WASHINGTON (Reuters) - T-Mobile’s planned $26 billion (£19.9 billion) acquisition of rival mobile phone carrier Sprint Corp would add jobs and would not hike prices, top executives of the two companies testified before a U.S. Senate panel on Wednesday.
The two companies, which are the third- and fourth-largest wireless carriers, agreed to the all-stock deal in April, which they said would create thousands of jobs and help the United States beat China to creating the next generation 5G mobile network.
The chief executive of T-Mobile, John Legere, told a Senate Judiciary Committee panel that oversees antitrust issues that much larger rivals AT&T Inc and Verizon Communications Inc have advantages that the two companies cannot address without combining.
“They are much larger and more diversified, so they have a significantly better cost structure,” Legere said. “Verizon and AT&T have scale and asset advantages that even our best offerings cannot overcome.” He said it would be the “complete annihilation” of the brand if a combined T-Mobile-Sprint acted like its larger rivals.
Sprint Executive Chairman Marcelo Claure said the company had lost over $25 billion in the past decade, its headcount fell from 40,000 in 2011 to 30,000 in 2017, and it has $32 billion in debt even as it became net income positive last year for the first time in 11 years.
“We still are unable to spend at parity with Verizon and AT&T, much less catch up to their previous investments,” Claure said.
The U.S. Justice Department and the Federal Communications Commission are reviewing the merger.

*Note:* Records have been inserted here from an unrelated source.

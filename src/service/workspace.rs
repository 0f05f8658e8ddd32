use std::fs;
use std::io;
use std::path::{Path, PathBuf};
use log::{debug, warn};
use rand::distr::Alphanumeric;
use rand::Rng;

const WORKSPACE_PREFIX: &str = "shader_converter_";
const MAX_NAME_ATTEMPTS: usize = 8;

/// Temporary directory owned by one conversion; removed when dropped.
#[derive(Debug)]
pub struct Workspace {
    path: PathBuf,
    removed: bool,
}

impl Workspace {
    /// Creates a fresh directory under `root` with a random name.
    pub fn create(root: &Path) -> io::Result<Self> {
        fs::create_dir_all(root)?;
        for _ in 0..MAX_NAME_ATTEMPTS {
            let path = root.join(format!("{}{}", WORKSPACE_PREFIX, random_id(16)));
            // create_dir refuses an existing directory, so two conversions never share one
            match fs::create_dir(&path) {
                Ok(()) => {
                    let path = fs::canonicalize(&path).unwrap_or(path);
                    debug!("Created workspace {}", path.display());
                    return Ok(Workspace { path, removed: false });
                }
                Err(e) if e.kind() == io::ErrorKind::AlreadyExists => continue,
                Err(e) => return Err(e),
            }
        }
        Err(io::Error::new(
            io::ErrorKind::AlreadyExists,
            format!("could not find a free workspace name under {}", root.display()),
        ))
    }

    pub fn path(&self) -> &Path {
        &self.path
    }

    /// Copies `source` into the workspace byte for byte, keeping its file name.
    pub fn stage(&self, source: &Path) -> io::Result<PathBuf> {
        let name = source.file_name().ok_or_else(|| {
            io::Error::new(
                io::ErrorKind::InvalidInput,
                format!("'{}' has no file name", source.display()),
            )
        })?;
        let target = self.path.join(name);
        let copied = fs::copy(source, &target)?;
        debug!("Staged {} ({} bytes) into {}", source.display(), copied, self.path.display());
        Ok(target)
    }

    /// Removes the directory and everything in it. Safe to call more than once.
    pub fn cleanup(&mut self) -> io::Result<()> {
        if self.removed {
            return Ok(());
        }
        match fs::remove_dir_all(&self.path) {
            Ok(()) => {}
            Err(e) if e.kind() == io::ErrorKind::NotFound => {}
            Err(e) => return Err(e),
        }
        self.removed = true;
        debug!("Removed workspace {}", self.path.display());
        Ok(())
    }
}

impl Drop for Workspace {
    fn drop(&mut self) {
        if let Err(e) = self.cleanup() {
            warn!("Failed to remove workspace {}: {}", self.path.display(), e);
        }
    }
}

fn random_id(length: usize) -> String {
    rand::rng()
        .sample_iter(&Alphanumeric)
        .take(length)
        .map(char::from)
        .collect()
}

#[cfg(test)]
mod tests {
    use super::*;

    fn test_root(name: &str) -> PathBuf {
        std::env::temp_dir().join(format!("glsl_to_metal_ws_test_{}", name))
    }

    #[test]
    fn workspace_is_removed_on_drop() {
        let root = test_root("drop");
        let path = {
            let ws = Workspace::create(&root).unwrap();
            assert!(ws.path().is_dir());
            ws.path().to_path_buf()
        };
        assert!(!path.exists());
    }

    #[test]
    fn cleanup_twice_is_safe() {
        let root = test_root("twice");
        let mut ws = Workspace::create(&root).unwrap();
        fs::write(ws.path().join("a.spv"), b"\x03\x02\x23\x07").unwrap();
        ws.cleanup().unwrap();
        assert!(!ws.path().exists());
        ws.cleanup().unwrap();
    }

    #[test]
    fn names_are_unique() {
        let root = test_root("unique");
        let a = Workspace::create(&root).unwrap();
        let b = Workspace::create(&root).unwrap();
        assert_ne!(a.path(), b.path());
        let name = a.path().file_name().unwrap().to_string_lossy().to_string();
        assert!(name.starts_with(WORKSPACE_PREFIX));
    }

    #[test]
    fn staged_copy_is_byte_identical() {
        let root = test_root("stage");
        fs::create_dir_all(&root).unwrap();
        let source = root.join("input.frag");
        let bytes = b"#version 450\r\nvoid main() {}\n\xff\x00".to_vec();
        fs::write(&source, &bytes).unwrap();

        let ws = Workspace::create(&root).unwrap();
        let staged = ws.stage(&source).unwrap();
        assert_eq!(staged.file_name().unwrap(), "input.frag");
        assert_eq!(fs::read(&staged).unwrap(), bytes);
    }

    #[test]
    fn staging_a_missing_file_fails() {
        let ws = Workspace::create(&test_root("missing")).unwrap();
        let err = ws.stage(Path::new("/definitely/not/here.frag")).unwrap_err();
        assert_eq!(err.kind(), io::ErrorKind::NotFound);
    }
}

Gene Kimmelman, president and chief executive of Public Knowledge, an advocacy group for an open internet and affordable communications tools, told the committee that approving the merger “rather than forcing (T Mobile) to fight for customers, will eliminate the combined company’s need to disrupt the market and create an incentive to maintain the existing market structure.”
Kimmelman said countries that have gone from four to three wireless carriers have higher prices for wireless service, citing Canada as an example.
Senator Amy Klobuchar, the ranking Democrat on the committee, asked if the combined carrier could hike prices to just below what AT&T and Verizon charge and retain customers.
Claure denied that. “In order for us to gain market share with the new network that is going to be built we’re going to have to lower prices in order to be able to fill that capacity,” he said.
Legere said the combined company would hike overall employment, but acknowledged that there would be a reduction of 3,295 full-time retail jobs through 2024, along with other part-time and distributor job losses even as he rejected union forecasts of much larger losses.